Ready Player One by

Ready Player One by

Another audio book down!  This time it’s Ready Player One by Earnest Cline.

Plot:
The year is 2044 and the world has not fared well. A global recession has struck and poverty is rampant with all resources scarce.  The protagonist of this story is an 18 year old named Wade Watts who has fared worse than most. Wade lives in abject poverty with his abusive aunt who simply keeps him around for extra food vouchers. Wade has one escape – the OASIS.  The OASIS started as a massively online multiplayer game, but has become all things in this dystopia. He goes to school there, works there, and plays there.
Yet the OASIS has no leader.  It’s creator, an unbelievably rich and reclusive programmer, James Halliday has died and left an easter egg in this world of the OASIS.  The person who finds it gets control of the OASIS, and all his worldly goods – a sum of billions of dollars.  Wade becomes a ‘gunter (egg hunter) in his spare time.  Hunting down the egg has gone on for years with little progress.  It requires the collecting of 3 keys – and each key is hidden and protected with challenges.  Halliday’s only hints lay in his obsession with all things 80’s: movies, D&D, music, styles and most importantly, their games.
While the independent Gunters are searching for the egg, so are the Sixers – a group of corporate lackeys – that are out to get the egg for themselves and change the utopian free OASIS into a commercial vehicle.  So the race is on.  Will Wade (Parzival as his avatar is known), along with fellow hunters Aech and Art3mis beat the Sixers and win the most amazing game prize ever?

Summary:
This was one of the most enjoyable reads I’d had in a long time.  I was apprehensive when I read that it was a book about 80’s culture and games.  Often times the well-meaning author butchers or panders the topic.  But not so with this book Every great 80’s reference to classic cult/nerd content is there: Dungeons and Dragons, movies such as Wargames and The Quest for the Holy Grail, classic video games such as pac-man, and joust, and music and pop-icons such as Max Headroom and the Cap’n Crunch hacker – as well as more modern advancements such as massively multiplayer online games.  All the greats are in there in all their shining glory.

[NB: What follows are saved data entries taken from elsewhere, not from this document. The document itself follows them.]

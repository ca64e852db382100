//! # Event Bus System
//!
//! Provides an event-driven architecture for the streaming player core using
//! `tokio::sync::broadcast`. This module enables decoupled communication between
//! the player core and host UIs through typed events.
//!
//! ## Overview
//!
//! The event bus system consists of:
//! - **Event Types**: Strongly-typed enum hierarchies for transport state and
//!   polled progress
//! - **EventBus**: Central broadcast channel for publishing events
//! - **EventStream**: Wrapper for consuming events with filtering
//! - **Subscription Management**: Multiple subscribers can listen independently
//!
//! ## Architecture
//!
//! ```text
//! ┌──────────────┐     emit      ┌───────────┐
//! │ Player Ctrl  ├──────────────>│           │
//! └──────────────┘               │ EventBus  │
//!                                │ (broadcast│     subscribe    ┌────────────┐
//! ┌──────────────┐     emit      │  channel) ├─────────────────>│ Host UI    │
//! │ Pos. Poller  ├──────────────>│           │                  └────────────┘
//! └──────────────┘               └───────────┘
//! ```
//!
//! Transport events (started, paused, track changed, errors) and progress
//! events (the polled position/duration pair) travel on the same bus as
//! separate domains; subscribers that only render a progress bar filter for
//! [`CoreEvent::Progress`], while transport controls filter for
//! [`CoreEvent::Player`].
//!
//! ## Usage
//!
//! ### Publishing Events
//!
//! ```rust
//! use core_runtime::events::{EventBus, CoreEvent, PlayerEvent};
//!
//! let event_bus = EventBus::new(100);
//! let event = CoreEvent::Player(PlayerEvent::Started {
//!     track_id: "track-123".to_string(),
//!     title: "Some Song".to_string(),
//! });
//!
//! event_bus.emit(event).ok();
//! ```
//!
//! ### Subscribing to Events
//!
//! ```rust
//! use core_runtime::events::{EventBus, CoreEvent};
//! use tokio::sync::broadcast::error::RecvError;
//!
//! # #[tokio::main]
//! # async fn main() {
//! let event_bus = EventBus::new(100);
//! let mut stream = event_bus.subscribe();
//!
//! tokio::spawn(async move {
//!     loop {
//!         match stream.recv().await {
//!             Ok(event) => println!("Received: {:?}", event),
//!             Err(RecvError::Lagged(n)) => {
//!                 eprintln!("Missed {} events", n);
//!             }
//!             Err(RecvError::Closed) => break,
//!         }
//!     }
//! });
//! # }
//! ```
//!
//! ## Error Handling
//!
//! The event bus uses `tokio::sync::broadcast`, which can produce two types of
//! errors:
//!
//! - **`RecvError::Lagged(n)`**: Subscriber was too slow and missed `n` events.
//!   This is non-fatal; the subscriber can continue receiving new events.
//! - **`RecvError::Closed`**: All senders have been dropped. This indicates shutdown.
//!
//! Subscribers should handle `Lagged` gracefully and treat `Closed` as a signal
//! to exit. Progress events fire every poll tick, so a UI that falls behind
//! loses only stale positions.

use serde::{Deserialize, Serialize};
use std::fmt;
use tokio::sync::broadcast;

// Re-export commonly used types
pub use tokio::sync::broadcast::error::{RecvError, SendError};
pub use tokio::sync::broadcast::Receiver;

/// Default buffer size for the event bus channel.
///
/// This value balances memory usage with the ability to handle bursts of events.
/// Subscribers that can't keep up will receive `RecvError::Lagged`.
pub const DEFAULT_EVENT_BUFFER_SIZE: usize = 100;

// ============================================================================
// Core Event Types
// ============================================================================

/// Top-level event enum encompassing all event categories.
///
/// This is the main event type published and received through the event bus.
/// It wraps domain-specific event types: transport-state changes from the
/// player controller, and the separately-polled progress samples.
#[derive(Debug, Clone, Serialize, Deserialize, PartialEq, Eq)]
#[serde(tag = "type", content = "payload")]
pub enum CoreEvent {
    /// Transport and queue state events from the player controller
    Player(PlayerEvent),
    /// Position samples from the position poller
    Progress(ProgressEvent),
}

impl CoreEvent {
    /// Returns a human-readable description of the event.
    pub fn description(&self) -> &str {
        match self {
            CoreEvent::Player(e) => e.description(),
            CoreEvent::Progress(e) => e.description(),
        }
    }

    /// Returns the severity level of the event.
    pub fn severity(&self) -> EventSeverity {
        match self {
            CoreEvent::Player(PlayerEvent::Error { .. }) => EventSeverity::Error,
            CoreEvent::Player(PlayerEvent::Started { .. }) => EventSeverity::Info,
            CoreEvent::Player(PlayerEvent::QueueEnded { .. }) => EventSeverity::Info,
            _ => EventSeverity::Debug,
        }
    }
}

/// Event severity levels for filtering and logging.
#[derive(Debug, Clone, Copy, PartialEq, Eq, PartialOrd, Ord, Serialize, Deserialize)]
pub enum EventSeverity {
    /// Debug-level events (verbose)
    Debug,
    /// Informational events
    Info,
    /// Warning events
    Warning,
    /// Error events
    Error,
}

// ============================================================================
// Player Events
// ============================================================================

/// Events describing transport and queue state changes.
#[derive(Debug, Clone, Serialize, Deserialize, PartialEq, Eq)]
#[serde(tag = "event")]
pub enum PlayerEvent {
    /// A new playback session started loading.
    Started {
        /// The track ID being played.
        track_id: String,
        /// Track title.
        title: String,
    },
    /// Playback paused.
    Paused {
        /// The track ID.
        track_id: String,
        /// Position when paused (milliseconds).
        position_ms: u64,
    },
    /// Playback resumed after pause.
    Resumed {
        /// The track ID.
        track_id: String,
        /// Position when resumed (milliseconds).
        position_ms: u64,
    },
    /// The current queue entry changed (explicit next/previous or auto-advance).
    TrackChanged {
        /// The track ID now current.
        track_id: String,
        /// Track title.
        title: String,
        /// Queue index now current.
        index: usize,
    },
    /// A track finished playing naturally.
    Completed {
        /// The track ID that completed.
        track_id: String,
    },
    /// The last queue entry finished; playback stopped without wrapping.
    QueueEnded {
        /// The final track ID.
        track_id: String,
    },
    /// Stored volume changed.
    VolumeChanged {
        /// New volume in `0.0..=1.0`.
        volume_percent: u8,
    },
    /// Playback error occurred.
    Error {
        /// The track ID if available.
        track_id: Option<String>,
        /// Human-readable error message.
        message: String,
        /// Whether playback can be retried.
        recoverable: bool,
    },
}

impl PlayerEvent {
    fn description(&self) -> &str {
        match self {
            PlayerEvent::Started { .. } => "Playback started",
            PlayerEvent::Paused { .. } => "Playback paused",
            PlayerEvent::Resumed { .. } => "Playback resumed",
            PlayerEvent::TrackChanged { .. } => "Current track changed",
            PlayerEvent::Completed { .. } => "Track completed",
            PlayerEvent::QueueEnded { .. } => "Queue ended",
            PlayerEvent::VolumeChanged { .. } => "Volume changed",
            PlayerEvent::Error { .. } => "Playback error",
        }
    }
}

// ============================================================================
// Progress Events
// ============================================================================

/// Position samples published by the position poller.
#[derive(Debug, Clone, Serialize, Deserialize, PartialEq, Eq)]
#[serde(tag = "event")]
pub enum ProgressEvent {
    /// Playback position sample (every poll tick while a session is live).
    PositionChanged {
        /// The track ID.
        track_id: String,
        /// Current position (milliseconds).
        position_ms: u64,
        /// Track duration (milliseconds), when the engine knows it.
        duration_ms: Option<u64>,
    },
}

impl ProgressEvent {
    fn description(&self) -> &str {
        match self {
            ProgressEvent::PositionChanged { .. } => "Playback position changed",
        }
    }
}

// ============================================================================
// Event Bus
// ============================================================================

/// Central event bus for publishing and subscribing to events.
///
/// Uses `tokio::sync::broadcast` internally, which provides:
/// - Multiple producers (clone the `EventBus`)
/// - Multiple consumers (each `subscribe()` creates a new receiver)
/// - Non-blocking sends (events are cloned for each subscriber)
/// - Lagging detection (slow subscribers get `RecvError::Lagged`)
///
/// # Example
///
/// ```rust
/// use core_runtime::events::{EventBus, CoreEvent, PlayerEvent};
///
/// let event_bus = EventBus::new(100);
///
/// // Subscribe to events
/// let mut subscriber = event_bus.subscribe();
///
/// // Emit an event
/// let event = CoreEvent::Player(PlayerEvent::VolumeChanged { volume_percent: 70 });
/// event_bus.emit(event).ok();
/// ```
#[derive(Clone)]
pub struct EventBus {
    sender: broadcast::Sender<CoreEvent>,
}

impl EventBus {
    /// Creates a new event bus with the specified buffer size.
    ///
    /// # Arguments
    ///
    /// * `capacity` - Maximum number of events to buffer per subscriber.
    ///   When a subscriber falls behind by more than this amount, it will
    ///   receive a `RecvError::Lagged` error.
    pub fn new(capacity: usize) -> Self {
        let (sender, _) = broadcast::channel(capacity);
        Self { sender }
    }

    /// Creates a new event bus with the default buffer size.
    #[allow(clippy::should_implement_trait)]
    pub fn default() -> Self {
        Self::new(DEFAULT_EVENT_BUFFER_SIZE)
    }

    /// Publishes an event to all subscribers.
    ///
    /// Returns the number of subscribers that received the event.
    /// Returns an error if there are no active subscribers.
    pub fn emit(&self, event: CoreEvent) -> Result<usize, SendError<CoreEvent>> {
        self.sender.send(event)
    }

    /// Creates a new subscriber to receive events.
    ///
    /// Each call creates an independent receiver that will receive all future
    /// events. Past events are not replayed.
    pub fn subscribe(&self) -> Receiver<CoreEvent> {
        self.sender.subscribe()
    }

    /// Returns the number of active subscribers.
    pub fn subscriber_count(&self) -> usize {
        self.sender.receiver_count()
    }
}

impl fmt::Debug for EventBus {
    fn fmt(&self, f: &mut fmt::Formatter<'_>) -> fmt::Result {
        f.debug_struct("EventBus")
            .field("subscriber_count", &self.subscriber_count())
            .finish()
    }
}

// ============================================================================
// Event Stream Wrapper
// ============================================================================

/// Type alias for event filter functions.
type EventFilter = Box<dyn Fn(&CoreEvent) -> bool + Send + Sync>;

/// A wrapper around `broadcast::Receiver` with additional filtering capabilities.
///
/// This provides a more ergonomic API for consuming events with optional
/// filtering by event type or severity.
///
/// # Example
///
/// ```rust
/// use core_runtime::events::{EventBus, EventStream, CoreEvent};
///
/// let event_bus = EventBus::new(100);
/// let stream = EventStream::new(event_bus.subscribe());
///
/// // Filter for progress samples only
/// let mut progress_stream = stream.filter(|event| {
///     matches!(event, CoreEvent::Progress(_))
/// });
/// ```
pub struct EventStream {
    receiver: Receiver<CoreEvent>,
    filter: Option<EventFilter>,
}

impl EventStream {
    /// Creates a new event stream from a receiver.
    pub fn new(receiver: Receiver<CoreEvent>) -> Self {
        Self {
            receiver,
            filter: None,
        }
    }

    /// Adds a filter function to this stream.
    ///
    /// Only events that match the filter will be returned by `recv()`.
    pub fn filter<F>(mut self, predicate: F) -> Self
    where
        F: Fn(&CoreEvent) -> bool + Send + Sync + 'static,
    {
        self.filter = Some(Box::new(predicate));
        self
    }

    /// Receives the next event that passes the filter (if any).
    ///
    /// This will skip events that don't match the filter and return the next
    /// matching event.
    ///
    /// # Errors
    ///
    /// Returns `RecvError::Lagged(n)` if the subscriber fell behind by `n` events.
    /// Returns `RecvError::Closed` if all senders have been dropped.
    pub async fn recv(&mut self) -> Result<CoreEvent, RecvError> {
        loop {
            let event = self.receiver.recv().await?;

            let Some(filter) = &self.filter else {
                return Ok(event);
            };

            if filter(&event) {
                return Ok(event);
            }
        }
    }

    /// Attempts to receive an event without blocking.
    ///
    /// Returns `None` if no events are currently available.
    pub fn try_recv(&mut self) -> Option<Result<CoreEvent, RecvError>> {
        loop {
            match self.receiver.try_recv() {
                Ok(event) => {
                    let Some(filter) = &self.filter else {
                        return Some(Ok(event));
                    };

                    if filter(&event) {
                        return Some(Ok(event));
                    }
                }
                Err(broadcast::error::TryRecvError::Empty) => return None,
                Err(broadcast::error::TryRecvError::Lagged(n)) => {
                    return Some(Err(RecvError::Lagged(n)))
                }
                Err(broadcast::error::TryRecvError::Closed) => return Some(Err(RecvError::Closed)),
            }
        }
    }
}

impl fmt::Debug for EventStream {
    fn fmt(&self, f: &mut fmt::Formatter<'_>) -> fmt::Result {
        f.debug_struct("EventStream")
            .field("has_filter", &self.filter.is_some())
            .finish()
    }
}

// ============================================================================
// Tests
// ============================================================================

Best of all, Earnest Cline was clearly a lover and know-er of all these as well – his descriptions and treatment of each piece of history is accurate and spoken of with the same reverence as I knew and loved them.  As a nerdy child of the 80’s, I loved this trip through memory lane – and it’s clear Cline was just as much a lover.  I found myself knowing and able to play along as Wade walked through the challenges and puzzles.  I too had run the D&D dungeon The Tomb of Horrors, had played through some of the PC-based games he mentions – although I was not a very good master of classic arcade games.  Still, watching the young Wade and others of his generation learn to fall in love with the awesomeness of the 80’s was like falling in love again myself.  It made me want to whip out my old D&D set, pull out my Tandy coco and play Dungeons of Daggorath (which I DO have a copy of and a working Tandy!), and all the other great games and adventures I had as a kid.  It re-vitalized and reminded me of why I got into computers all those years ago.

I give this book a solid A.  Sure, it’s not a heady examination of the deeper things of life nor Pulitzer-quality writing – but it’s an absolutely romp if you were a child (and especially a nerdy child) of the 80’s.  I found myself sitting in the car long after I’d got home and listening to ‘just one more chapter’.  I haven’t always had that recently – and it was a great pleasure to have that much fun with a book again.